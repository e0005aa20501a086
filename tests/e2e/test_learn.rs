use crate::e2e::helpers;

use helpers::assertions::{assert_learn_response, assert_wav, decode_audio};
use helpers::mocks::{CHAT_FAILURE_TRIGGER, MOCK_SAMPLES_PER_UNIT, TRIMMED_LESSON_REPLY};
use helpers::{TestContext, TEST_SUMMARY_INTERVAL};
use hyper::StatusCode;
use serde_json::json;
use test_context::test_context;

#[test_context(TestContext)]
#[tokio::test]
async fn it_should_start_a_lesson_with_audio(ctx: &TestContext) {
    let response = ctx
        .client
        .post(
            "/api/learn",
            &json!({
                "prompt": "Start the lesson",
                "context": "",
                "is_new_chat": true
            }),
        )
        .await
        .unwrap();

    response.assert_status(StatusCode::OK);
    let body = response.body.as_ref().unwrap();
    assert_learn_response(body);

    assert_eq!(
        body.get("response").and_then(|v| v.as_str()),
        Some(TRIMMED_LESSON_REPLY)
    );
    assert_eq!(body.get("turn").and_then(|v| v.as_u64()), Some(1));
    assert_eq!(
        body.get("audio_format").and_then(|v| v.as_str()),
        Some("audio/wav")
    );
    assert!(uuid::Uuid::parse_str(body["session_id"].as_str().unwrap()).is_ok());

    // One unit per sentence, brackets kept with their sentence
    assert_eq!(
        ctx.tts.texts(),
        vec!["Hola (Hello).", "¿Cómo estás?", "(How are you?)"]
    );
    let samples = assert_wav(&decode_audio(body));
    assert_eq!(samples, 3 * MOCK_SAMPLES_PER_UNIT);
}

#[test_context(TestContext)]
#[tokio::test]
async fn it_should_count_turns_within_a_session(ctx: &TestContext) {
    for expected_turn in 1..=3u64 {
        let response = ctx
            .client
            .post(
                "/api/learn",
                &json!({
                    "prompt": "¿Qué significa gato?",
                    "context": "user: hola",
                    "is_new_chat": false,
                    "session_id": "session-turns"
                }),
            )
            .await
            .unwrap();

        response.assert_status(StatusCode::OK);
        let body = response.body.as_ref().unwrap();
        assert_eq!(body["session_id"].as_str(), Some("session-turns"));
        assert_eq!(body["turn"].as_u64(), Some(expected_turn));
    }
}

#[test_context(TestContext)]
#[tokio::test]
async fn it_should_reset_the_session_on_new_chat(ctx: &TestContext) {
    let learn = |is_new_chat: bool| {
        json!({
            "prompt": "Continue",
            "context": "user: hola\nassistant: ¡Hola!",
            "is_new_chat": is_new_chat,
            "session_id": "session-reset"
        })
    };

    ctx.client.post("/api/learn", &learn(false)).await.unwrap();
    ctx.client.post("/api/learn", &learn(false)).await.unwrap();
    let response = ctx.client.post("/api/learn", &learn(true)).await.unwrap();

    response.assert_status(StatusCode::OK);
    assert_eq!(response.body.as_ref().unwrap()["turn"].as_u64(), Some(1));

    // A new chat ignores the supplied context
    let last = ctx.chat.requests().pop().unwrap();
    assert!(!last.user_message.contains("assistant: ¡Hola!"));
}

#[test_context(TestContext)]
#[tokio::test]
async fn it_should_refresh_the_summary_on_interval(ctx: &TestContext) {
    let request = json!({
        "prompt": "Next word please",
        "context": "user: hola",
        "session_id": "session-summary"
    });

    for _ in 0..TEST_SUMMARY_INTERVAL {
        ctx.client
            .post("/api/learn", &request)
            .await
            .unwrap()
            .assert_status(StatusCode::OK);
    }
    assert_eq!(ctx.chat.summary_requests(), 1);

    ctx.client
        .post("/api/learn", &request)
        .await
        .unwrap()
        .assert_status(StatusCode::OK);

    let last = ctx.chat.requests().pop().unwrap();
    assert!(last.user_message.starts_with("Lesson summary so far:"));
}

#[test_context(TestContext)]
#[tokio::test]
async fn it_should_return_null_audio_when_synthesis_fails(ctx: &TestContext) {
    ctx.tts.fail_all();

    let response = ctx
        .client
        .post("/api/learn", &json!({ "prompt": "Start the lesson" }))
        .await
        .unwrap();

    response.assert_status(StatusCode::OK);
    let body = response.body.as_ref().unwrap();
    assert_learn_response(body);
    assert!(body["audio"].is_null());
    assert!(body["audio_format"].is_null());
    assert_eq!(body["response"].as_str(), Some(TRIMMED_LESSON_REPLY));
}

#[test_context(TestContext)]
#[tokio::test]
async fn it_should_fail_when_required_audio_is_unavailable(ctx: &TestContext) {
    ctx.tts.fail_all();

    let response = ctx
        .client
        .post(
            "/api/learn",
            &json!({ "prompt": "Start the lesson", "require_audio": true }),
        )
        .await
        .unwrap();

    response
        .assert_status(StatusCode::BAD_GATEWAY)
        .assert_error_message("audio");
}

#[test_context(TestContext)]
#[tokio::test]
async fn it_should_return_bad_gateway_when_chat_fails(ctx: &TestContext) {
    let response = ctx
        .client
        .post("/api/learn", &json!({ "prompt": CHAT_FAILURE_TRIGGER }))
        .await
        .unwrap();

    response
        .assert_status(StatusCode::BAD_GATEWAY)
        .assert_error_message("model is overloaded");
}

#[test_context(TestContext)]
#[tokio::test]
async fn it_should_reject_empty_prompt(ctx: &TestContext) {
    let response = ctx
        .client
        .post("/api/learn", &json!({ "prompt": "   " }))
        .await
        .unwrap();

    response
        .assert_status(StatusCode::BAD_REQUEST)
        .assert_error_message("Prompt cannot be empty");
    assert!(ctx.chat.requests().is_empty());
}

#[test_context(TestContext)]
#[tokio::test]
async fn it_should_reject_oversized_prompt(ctx: &TestContext) {
    let response = ctx
        .client
        .post("/api/learn", &json!({ "prompt": "a".repeat(10_001) }))
        .await
        .unwrap();

    response.assert_status(StatusCode::PAYLOAD_TOO_LARGE);
}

===

### The task
Quote every entry exactly.

### Solution for this problem
repository e0005aa20501a086
filename tests/e2e/test_learn.rs
use crate::e2e::helpers;

use helpers::assertions::{assert_learn_response, assert_wav, decode_audio};
use helpers::mocks::{CHAT_FAILURE_TRIGGER, MOCK_SAMPLES_PER_UNIT, TRIMMED_LESSON_REPLY};
use helpers::{TestContext, TEST_SUMMARY_INTERVAL};
use hyper::StatusCode;
use serde_json::json;
use test_context::test_context;

#[test_context(TestContext)]
#[tokio::test]
async fn it_should_start_a_lesson_with_audio(ctx: &TestContext) {
    let response = ctx
        .client
        .post(
            "/api/learn",
            &json!({
                "prompt": "Start the lesson",
                "context": "",
                "is_new_chat": true
            }),
        )
        .await
        .unwrap();

    response.assert_status(StatusCode::OK);
    let body = response.body.as_ref().unwrap();
    assert_learn_response(body);

    assert_eq!(
        body.get("response").and_then(|v| v.as_str()),
        Some(TRIMMED_LESSON_REPLY)
    );
    assert_eq!(body.get("turn").and_then(|v| v.as_u64()), Some(1));
    assert_eq!(
        body.get("audio_format").and_then(|v| v.as_str()),
        Some("audio/wav")
    );
    assert!(uuid::Uuid::parse_str(body["session_id"].as_str().unwrap()).is_ok());

    // One unit per sentence, brackets kept with their sentence
    assert_eq!(
        ctx.tts.texts(),
        vec!["Hola (Hello).", "¿Cómo estás?", "(How are you?)"]
    );
    let samples = assert_wav(&decode_audio(body));
    assert_eq!(samples, 3 * MOCK_SAMPLES_PER_UNIT);
}

#[test_context(TestContext)]
#[tokio::test]
async fn it_should_count_turns_within_a_session(ctx: &TestContext) {
    for expected_turn in 1..=3u64 {
        let response = ctx
            .client
            .post(
                "/api/learn",
                &json!({
                    "prompt": "¿Qué significa gato?",
                    "context": "user: hola",
                    "is_new_chat": false,
                    "session_id": "session-turns"
                }),
            )
            .await
            .unwrap();

        response.assert_status(StatusCode::OK);
        let body = response.body.as_ref().unwrap();
        assert_eq!(body["session_id"].as_str(), Some("session-turns"));
        assert_eq!(body["turn"].as_u64(), Some(expected_turn));
    }
}

#[test_context(TestContext)]
#[tokio::test]
async fn it_should_reset_the_session_on_new_chat(ctx: &TestContext) {
    let learn = |is_new_chat: bool| {
        json!({
            "prompt": "Continue",
            "context": "user: hola\nassistant: ¡Hola!",
            "is_new_chat": is_new_chat,
            "session_id": "session-reset"
        })
    };

    ctx.client.post("/api/learn", &learn(false)).await.unwrap();
    ctx.client.post("/api/learn", &learn(false)).await.unwrap();
    let response = ctx.client.post("/api/learn", &learn(true)).await.unwrap();

    response.assert_status(StatusCode::OK);
    assert_eq!(response.body.as_ref().unwrap()["turn"].as_u64(), Some(1));

    // A new chat ignores the supplied context
    let last = ctx.chat.requests().pop().unwrap();
    assert!(!last.user_message.contains("assistant: ¡Hola!"));
}

#[test_context(TestContext)]
#[tokio::test]
async fn it_should_refresh_the_summary_on_interval(ctx: &TestContext) {
    let request = json!({
        "prompt": "Next word please",
        "context": "user: hola",
        "session_id": "session-summary"
    });

    for _ in 0..TEST_SUMMARY_INTERVAL {
        ctx.client
            .post("/api/learn", &request)
            .await
            .unwrap()
            .assert_status(StatusCode::OK);
    }
    assert_eq!(ctx.chat.summary_requests(), 1);

    ctx.client
        .post("/api/learn", &request)
        .await
        .unwrap()
        .assert_status(StatusCode::OK);

    let last = ctx.chat.requests().pop().unwrap();
    assert!(last.user_message.starts_with("Lesson summary so far:"));
}

#[test_context(TestContext)]
#[tokio::test]
async fn it_should_return_null_audio_when_synthesis_fails(ctx: &TestContext) {
    ctx.tts.fail_all();

    let response = ctx
        .client
        .post("/api/learn", &json!({ "prompt": "Start the lesson" }))
        .await
        .unwrap();

    response.assert_status(StatusCode::OK);
    let body = response.body.as_ref().unwrap();
    assert_learn_response(body);
    assert!(body["audio"].is_null());
    assert!(body["audio_format"].is_null());
    assert_eq!(body["response"].as_str(), Some(TRIMMED_LESSON_REPLY));
}

#[test_context(TestContext)]
#[tokio::test]
async fn it_should_fail_when_required_audio_is_unavailable(ctx: &TestContext) {
    ctx.tts.fail_all();

    let response = ctx
        .client
        .post(
            "/api/learn",
            &json!({ "prompt": "Start the lesson", "require_audio": true }),
        )
        .await
        .unwrap();

    response
        .assert_status(StatusCode::BAD_GATEWAY)
        .assert_error_message("audio");
}

#[test_context(TestContext)]
#[tokio::test]
async fn it_should_return_bad_gateway_when_chat_fails(ctx: &TestContext) {
    let response = ctx
        .client
        .post("/api/learn", &json!({ "prompt": CHAT_FAILURE_TRIGGER }))
        .await
        .unwrap();

    response
        .assert_status(StatusCode::BAD_GATEWAY)
        .assert_error_message("model is overloaded");
}

#[test_context(TestContext)]
#[tokio::test]
async fn it_should_reject_empty_prompt(ctx: &TestContext) {
    let response = ctx
        .client
        .post("/api/learn", &json!({ "prompt": "   " }))
        .await
        .unwrap();

    response
        .assert_status(StatusCode::BAD_REQUEST)
        .assert_error_message("Prompt cannot be empty");
    assert!(ctx.chat.requests().is_empty());
}

#[test_context(TestContext)]
#[tokio::test]
async fn it_should_reject_oversized_prompt(ctx: &TestContext) {
    let response = ctx
        .client
        .post("/api/learn", &json!({ "prompt": "a".repeat(10_001) }))
        .await
        .unwrap();

    response.assert_status(StatusCode::PAYLOAD_TOO_LARGE);
}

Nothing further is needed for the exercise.